Narrative is a repetitive activity, an instinct or urge to return to an earlier state of things. Repetition serves to give us mastery over our experiences; it allows us, by going back to a time before our story and retelling it, to control the story (and thus to control the unconscious drives from whence the story arose) (Brooks 1038-39). Narrative uses metonyms to become a metaphor as a whole. So narrative is metonymic activity because it uses language, the signifiers, symbols, the law of the father to create the whole story. It is a metonymic activity because it progresses forward, as a sentence does, but it does so by BEING a metaphor, that is by being a repetition; in other words, the narrative itself, as a whole, is a metaphor -- it is a repetition of the life event it is narrating. It is a repetition of the psychological truth it is revealing. All metonyms are working toward the metaphor. The narrative is uncanny, in that it is both familiar and mysterious. It is familiar in that it is a repetition, a repetition of a story that strikes us as familiar because it is true to life, and a repetition of psychological types and characters with actions that are familiar to us, in situations that strike us as familiar because they are true to life.

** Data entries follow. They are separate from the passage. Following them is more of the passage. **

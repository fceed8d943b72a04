//! OpenEXR compression scheme selection.
//!
//! The `-compression` option picks one of a fixed set of named schemes. An
//! unrecognized name is deliberately not an error: the choice degrades to no
//! compression and the lookup result carries the rejected name so the caller
//! can warn. The value is ignored by the engine for non-exr outputs.

use std::fmt;

/// Scheme names longer than this are truncated before lookup.
const MAX_SCHEME_LEN: usize = 8;

/// An OpenEXR compression scheme. `Piz` is the default (lossless, suited to
/// photographic images).
#[derive(Debug, Clone, Copy, PartialEq, Eq, Default)]
pub enum Compression {
    None,
    #[default]
    Piz,
    Zips,
    Zip,
    Rle,
    Pxr24,
    B44,
    B44a,
}

impl Compression {
    /// Canonical (uppercase) scheme name as passed to the engine.
    pub fn name(self) -> &'static str {
        match self {
            Compression::None => "NONE",
            Compression::Piz => "PIZ",
            Compression::Zips => "ZIPS",
            Compression::Zip => "ZIP",
            Compression::Rle => "RLE",
            Compression::Pxr24 => "PXR24",
            Compression::B44 => "B44",
            Compression::B44a => "B44A",
        }
    }
}

impl fmt::Display for Compression {
    fn fmt(&self, f: &mut fmt::Formatter<'_>) -> fmt::Result {
        f.write_str(self.name())
    }
}

/// Result of a compression-name lookup.
///
/// `downgraded` distinguishes "requested and honored" from "requested and
/// downgraded": it holds the normalized name that was rejected, and is
/// `None` when the scheme was recognized (including an explicit `NONE`).
#[derive(Debug, Clone, PartialEq, Eq)]
pub struct CompressionLookup {
    pub scheme: Compression,
    pub downgraded: Option<String>,
}

/// Looks up a compression scheme by name.
///
/// The name is uppercased and truncated to [`MAX_SCHEME_LEN`] characters
/// before matching, so `piz` and `Piz` select `PIZ`.
pub fn compression_named(name: &str) -> CompressionLookup {
    let mut scheme: String = name.chars().take(MAX_SCHEME_LEN).collect();
    scheme.make_ascii_uppercase();

    let found = match scheme.as_str() {
        "NONE" => Some(Compression::None),
        "PIZ" => Some(Compression::Piz),
        "ZIPS" => Some(Compression::Zips),
        "ZIP" => Some(Compression::Zip),
        "RLE" => Some(Compression::Rle),
        "PXR24" => Some(Compression::Pxr24),
        "B44" => Some(Compression::B44),
        "B44A" => Some(Compression::B44a),
        _ => None,
    };

    match found {
        Some(recognized) => CompressionLookup {
            scheme: recognized,
            downgraded: None,
        },
        None => CompressionLookup {
            scheme: Compression::None,
            downgraded: Some(scheme),
        },
    }
}
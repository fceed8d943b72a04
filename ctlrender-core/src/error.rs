use std::path::PathBuf;
use thiserror::Error;

use crate::format::FormatContext;

/// Custom error types for ctlrender
#[derive(Error, Debug)]
pub enum CoreError {
    #[error("IO error: {0}")]
    Io(#[from] std::io::Error),

    #[error("unable to parse '{token}' as a floating point number for {label} (argument {position})")]
    Parse {
        token: String,
        /// 1-based position of the token in the command stream.
        position: usize,
        label: String,
    },

    #[error("unrecognized format '{token}'{context}")]
    UnknownFormat { token: String, context: FormatContext },

    #[error("unrecognized option {0}; see -help for a list of available options")]
    UnknownOption(String),

    #[error("the {option} option requires {required} additional argument{}", if *required == 1 { "" } else { "s" })]
    MissingArgument { option: &'static str, required: usize },

    #[error("the {option} option must occur after a -ctl option")]
    MisplacedParameter { option: &'static str },

    #[error("bad destination: {0}")]
    Destination(String),

    #[error("refusing to overwrite '{}' without the -force option", .0.display())]
    Overwrite(PathBuf),

    #[error(
        "no output format for '{}': the name has no extension and no -format option was given",
        .0.display()
    )]
    AmbiguousFormat(PathBuf),

    #[error(
        "the extension of '{}' does not match the '{format}' format given with -format; \
         use -force to let -format take priority",
        output.display()
    )]
    FormatMismatch { output: PathBuf, format: String },

    #[error("invalid invocation: {0}")]
    Validation(String),

    #[error("unable to remove existing file '{}': {source}", path.display())]
    RemoveFailed {
        path: PathBuf,
        source: std::io::Error,
    },

    #[error("transform engine failed: {0}")]
    Engine(String),

    #[error("required external command '{0}' not found")]
    DependencyNotFound(String),
}

/// Result type for ctlrender operations
pub type CoreResult<T> = std::result::Result<T, CoreError>;
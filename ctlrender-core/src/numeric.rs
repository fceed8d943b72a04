//! Strict float parsing for command tokens.
//!
//! Every numeric argument on the command line goes through [`parse_float`],
//! which accepts only tokens that parse as a float in their entirety.

use crate::error::{CoreError, CoreResult};

/// Parses `token` as an `f64` using the full string.
///
/// Unlike `strtod`-style parsing there is no partial-parse mode: trailing
/// non-numeric characters reject the whole token. `position` is the 1-based
/// index of the token in the command stream and `label` names the slot being
/// parsed; both end up in the diagnostic.
pub fn parse_float(token: &str, position: usize, label: &str) -> CoreResult<f64> {
    token.parse::<f64>().map_err(|_| CoreError::Parse {
        token: token.to_string(),
        position,
        label: label.to_string(),
    })
}

#[cfg(test)]
mod tests {
    use super::*;

    #[test]
    fn parses_plain_and_scientific_floats() {
        assert_eq!(parse_float("1.5", 1, "x").unwrap(), 1.5);
        assert_eq!(parse_float("-0.25", 1, "x").unwrap(), -0.25);
        assert_eq!(parse_float("1e3", 1, "x").unwrap(), 1000.0);
        assert_eq!(parse_float("255", 1, "x").unwrap(), 255.0);
    }

    #[test]
    fn rejects_trailing_garbage() {
        let err = parse_float("1.5x", 7, "value 1 of local parameter 'gamma'").unwrap_err();
        match err {
            CoreError::Parse {
                token,
                position,
                label,
            } => {
                assert_eq!(token, "1.5x");
                assert_eq!(position, 7);
                assert_eq!(label, "value 1 of local parameter 'gamma'");
            }
            e => panic!("unexpected error type: {e:?}"),
        }
    }

    #[test]
    fn rejects_empty_and_whitespace_tokens() {
        assert!(parse_float("", 1, "x").is_err());
        assert!(parse_float(" 1.0", 1, "x").is_err());
        assert!(parse_float("1.0 ", 1, "x").is_err());
    }
}
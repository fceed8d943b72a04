//! Core library for the ctlrender batch color-transform driver.
//!
//! This crate compiles a flat command-token list into a validated job
//! descriptor, resolves output paths and formats for one or many inputs
//! against a single destination, and drives the per-file loop that hands
//! each resolved unit to an external transform engine.
//!
//! ## Usage Example
//!
//! ```rust,no_run
//! use ctlrender_core::{CommandEngine, Compiled, compile, resolve, run_batch};
//!
//! let tokens: Vec<String> = std::env::args().skip(1).collect();
//! match compile(&tokens).unwrap() {
//!     Compiled::Help(section) => println!("help requested: {section:?}"),
//!     Compiled::Job { job, paths } => {
//!         let units = resolve(&job, &paths).unwrap();
//!         run_batch(&CommandEngine::from_env(), &job, &units).unwrap();
//!     }
//! }
//! ```

pub mod compile;
pub mod compression;
pub mod engine;
pub mod error;
pub mod execute;
pub mod format;
pub mod job;
pub mod numeric;
pub mod resolve;

// Re-exports for public API
pub use compile::{Compiled, compile};
pub use compression::{Compression, CompressionLookup, compression_named};
pub use engine::{
    CommandEngine, DEFAULT_ENGINE_COMMAND, ENGINE_COMMAND_VAR, TransformEngine,
    TransformRequest, check_dependency, engine_command,
};
pub use error::{CoreError, CoreResult};
pub use execute::run_batch;
pub use format::{FormatContext, FormatSpec, find_format};
pub use job::{Job, MAX_PARAM_ARITY, Operation, Parameter};
pub use resolve::{ResolvedUnit, resolve};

And yet the novel is also mysterious, in that it has these coincidences, and an order, which reveal meaning. We want to believe these coincidences exist, in real life, as well as in the narrative, and we want to believe they have a meaning that transcends our understanding and that reveals a kind of divine order and purpose to the universe and hence to our individual life. The artist will give a narrative a structure, with events often more clearly meaningful and coincidental than real life (some would say, others would say real life is stranger than fiction), and yet the reason behind the coincidences (and a defining characteristic of the term) is one that can never (at the moment) be understood. The author is the giver of purpose and meaning to coincidental events, he structures and patterns the novel, as we want to assume God structures and patterns the world, so that at the time of occurrence of these events, they seem random and coincidental, and then we, the readers, find out later, as we, the humans hope to discover later, there is a pattern (and thus, a meaning) to the uncanny incidents in the novel (of life).
Works Cited
Brooks, Peter. "Freud's Masterplot." The Critical Tradition: Classic Texts and Contemporary Trends. 2nd ed. Ed. by David Richter. Boston: Bedford, 1998.
Freud, Sigumund. "The Uncanny." Literary Theory: An Anthology. Ed. by Julie Rivkin and Michael Ryan. New York: Blackwell, 1998.
Jung, Carl G. The Portable Jung. Ed. by Joseph Campbell. New York: Penguin, 1981.
Lacan, Jacques. "The Instance of the Letter in the Unconscious or Reason since Freud." Literarv Theory: An Anthology. Ed. by Julie Rivkin and Michael Ryan. New York: Blackwell, 1998.